Entre élan et friction

Par Yassine Majdi

Il y a des moments où tout semble s’accélérer. Et d’autres où on se rend compte que ce n’est pas la vitesse qui compte, mais la direction qu’on prend. L’année 2024-2025 aura été un peu des deux. Un Maroc en mouvement, c’est sûr. Mais aussi un Maroc en friction. Jamais autant de chantiers n’avaient été lancés en même temps : des centaines de milliards de dirhams d’investissements, des rapprochements diplomatiques importants, le Maroc organisateur de la Coupe du Monde 2030, l’AMO étendue à plus de 30 millions de Marocains… Au premier regard, c’est l’image d’un Maroc qui avance avec détermination. Mais alors, pourquoi cette dynamique prometteuse s’enlise-t-elle parfois quand il faut passer aux actes ?

L’écart entre ce qu’on annonce et ce qu’on fait révèle les complications de l’action publique aujourd’hui. Le dossier de la Moudawana montre bien cette réalité. L’esprit de la réforme vient d’un processus de concertation mené au plus haut niveau de l’État, avec des orientations claires du souverain et une validation du Conseil supérieur des oulémas. Du clé en main. Pourtant, le gouvernement tarde à le traduire en loi. Ce retard révèle les hésitations face aux dossiers de société sensibles, même quand l’impulsion vient d’en haut.

La communication institutionnelle pose aussi question. L’épisode Jabaroot l’a bien montré. Au-delà des problèmes techniques de cybersécurité qu’elle a révélés, cette cyberattaque a souligné l’importance d’une communication de crise organisée. L’absence de ligne claire et de coordination dans les prises de parole ont créé un flou. Dans un environnement médiatique où l’information circule très vite, ce silence institutionnel ou cette cacophonie peuvent nourrir les interrogations et fragiliser la confiance.
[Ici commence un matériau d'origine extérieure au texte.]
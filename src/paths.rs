use std::path::{Path, PathBuf};

const TLS_DIR: &str = "tls";
const CRED_DIR: &str = "cred";
const STATIC_DIR: &str = "static";
const NODE_TOKEN_FILE: &str = "node-token";

/// A certificate and its private key.
#[derive(Debug, Clone, PartialEq, Eq)]
pub struct CertKeyPaths {
    pub cert: PathBuf,
    pub key: PathBuf,
}

impl CertKeyPaths {
    fn in_dir(dir: &Path, stem: &str) -> Self {
        Self {
            cert: dir.join(format!("{stem}.crt")),
            key: dir.join(format!("{stem}.key")),
        }
    }
}

/// Every file the control plane reads or writes below its data directory.
///
/// Built once at startup and passed by reference to the certificate,
/// credential and replication code.
#[derive(Debug, Clone)]
pub struct ControlPaths {
    pub data_dir: PathBuf,
    pub tls_dir: PathBuf,
    pub cred_dir: PathBuf,

    pub client_ca: CertKeyPaths,
    pub server_ca: CertKeyPaths,
    pub request_header_ca: CertKeyPaths,
    pub legacy_token_ca: CertKeyPaths,

    pub client_admin: CertKeyPaths,
    pub client_controller: CertKeyPaths,
    pub client_scheduler: CertKeyPaths,
    pub client_kube_apiserver: CertKeyPaths,
    pub client_kube_proxy: CertKeyPaths,
    pub client_k2s_controller: CertKeyPaths,
    pub client_cloud_controller: CertKeyPaths,
    pub client_auth_proxy: CertKeyPaths,
    pub serving_kube_apiserver: CertKeyPaths,
    pub serving_listener: CertKeyPaths,
    pub client_kubelet_key: PathBuf,
    pub serving_kubelet_key: PathBuf,
    pub service_key: PathBuf,

    pub passwd_file: PathBuf,
    pub node_passwd_file: PathBuf,
    pub ipsec_key: PathBuf,

    pub kubeconfig_admin: PathBuf,
    pub kubeconfig_controller: PathBuf,
    pub kubeconfig_scheduler: PathBuf,
    pub kubeconfig_api_server: PathBuf,
    pub kubeconfig_cloud_controller: PathBuf,

    pub node_token: PathBuf,
    pub static_dir: PathBuf,
}

impl ControlPaths {
    #[must_use]
    pub fn new(data_dir: &Path) -> Self {
        let tls = data_dir.join(TLS_DIR);
        let cred = data_dir.join(CRED_DIR);
        Self {
            client_ca: CertKeyPaths::in_dir(&tls, "client-ca"),
            server_ca: CertKeyPaths::in_dir(&tls, "server-ca"),
            request_header_ca: CertKeyPaths::in_dir(&tls, "request-header-ca"),
            legacy_token_ca: CertKeyPaths::in_dir(&tls, "token-ca"),

            client_admin: CertKeyPaths::in_dir(&tls, "client-admin"),
            client_controller: CertKeyPaths::in_dir(&tls, "client-controller"),
            client_scheduler: CertKeyPaths::in_dir(&tls, "client-scheduler"),
            client_kube_apiserver: CertKeyPaths::in_dir(&tls, "client-kube-apiserver"),
            client_kube_proxy: CertKeyPaths::in_dir(&tls, "client-kube-proxy"),
            client_k2s_controller: CertKeyPaths::in_dir(&tls, "client-k2s-controller"),
            client_cloud_controller: CertKeyPaths::in_dir(&tls, "client-cloud-controller"),
            client_auth_proxy: CertKeyPaths::in_dir(&tls, "client-auth-proxy"),
            serving_kube_apiserver: CertKeyPaths::in_dir(&tls, "serving-kube-apiserver"),
            serving_listener: CertKeyPaths::in_dir(&tls, "serving-listener"),
            client_kubelet_key: tls.join("client-kubelet.key"),
            serving_kubelet_key: tls.join("serving-kubelet.key"),
            service_key: tls.join("service.key"),

            passwd_file: cred.join("passwd"),
            node_passwd_file: cred.join("node-passwd"),
            ipsec_key: cred.join("ipsec.psk"),

            kubeconfig_admin: cred.join("admin.kubeconfig"),
            kubeconfig_controller: cred.join("controller.kubeconfig"),
            kubeconfig_scheduler: cred.join("scheduler.kubeconfig"),
            kubeconfig_api_server: cred.join("api-server.kubeconfig"),
            kubeconfig_cloud_controller: cred.join("cloud-controller.kubeconfig"),

            node_token: data_dir.join(NODE_TOKEN_FILE),
            static_dir: data_dir.join(STATIC_DIR),

            data_dir: data_dir.to_path_buf(),
            tls_dir: tls,
            cred_dir: cred,
        }
    }
}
Surtout dans un pays qui attire de plus en plus l’attention internationale.

Mobilité, santé, urbanisme, transition énergétique… les délais se resserrent pour les échéances de 2030. L’heure n’est plus aux projections, mais aux réalisations

Yassine Majdi

L’année 2025-2026 sera un test grandeur nature pour nos gouvernants. Ce ne sera pas une année d’attente, mais une année de vérité. La CAN à domicile testera notre capacité d’organisation. L’échéance électorale permettra de clarifier les enjeux, même si les grandes orientations semblent déjà tracées. Cette perspective confirme peut-être une logique de gouvernance qui mise d’abord sur l’efficacité économique et la mise à niveau des structures avant de se soucier de l’adhésion démocratique.

Au-delà de l’agenda politique, cette période devra aussi être celle où les grands projets se concrétisent. Mobilité, santé, urbanisme, transition énergétique… les délais se resserrent pour les échéances de 2030. L’heure n’est plus aux projections, mais aux réalisations. Cette urgence change fondamentalement la donne : il ne s’agit plus seulement de réformer, mais de livrer dans les temps, ce qui bouleverse les priorités gouvernementales.

“L’enjeu, c’est de suivre, questionner, enquêter sur le fond des transformations. Ne pas se contenter des effets d’annonce”

Yassine Majdi

Le rôle de la presse dans ce contexte devient celui d’une Cassandre moderne : alerter sur les écarts entre promesses et réalisations, anticiper les points de friction avant qu’ils ne tournent au blocage. Cette fonction d’alerte est d’autant plus importante que l’accélération du rythme politique réduit les marges d’erreur. L’enjeu, c’est de suivre, questionner, enquêter sur le fond des transformations. Ne pas se contenter des effets d’annonce, mais creuser pour savoir quelle promesse a été tenue. Entre élan et friction, entre ambition et réalité, se dessine un modèle marocain de modernisation qui devra concilier audace dans les projets et ténacité pour les faire aboutir. En attendant de reprendre ce débat à la rentrée, bonnes vacances à toutes et à tous.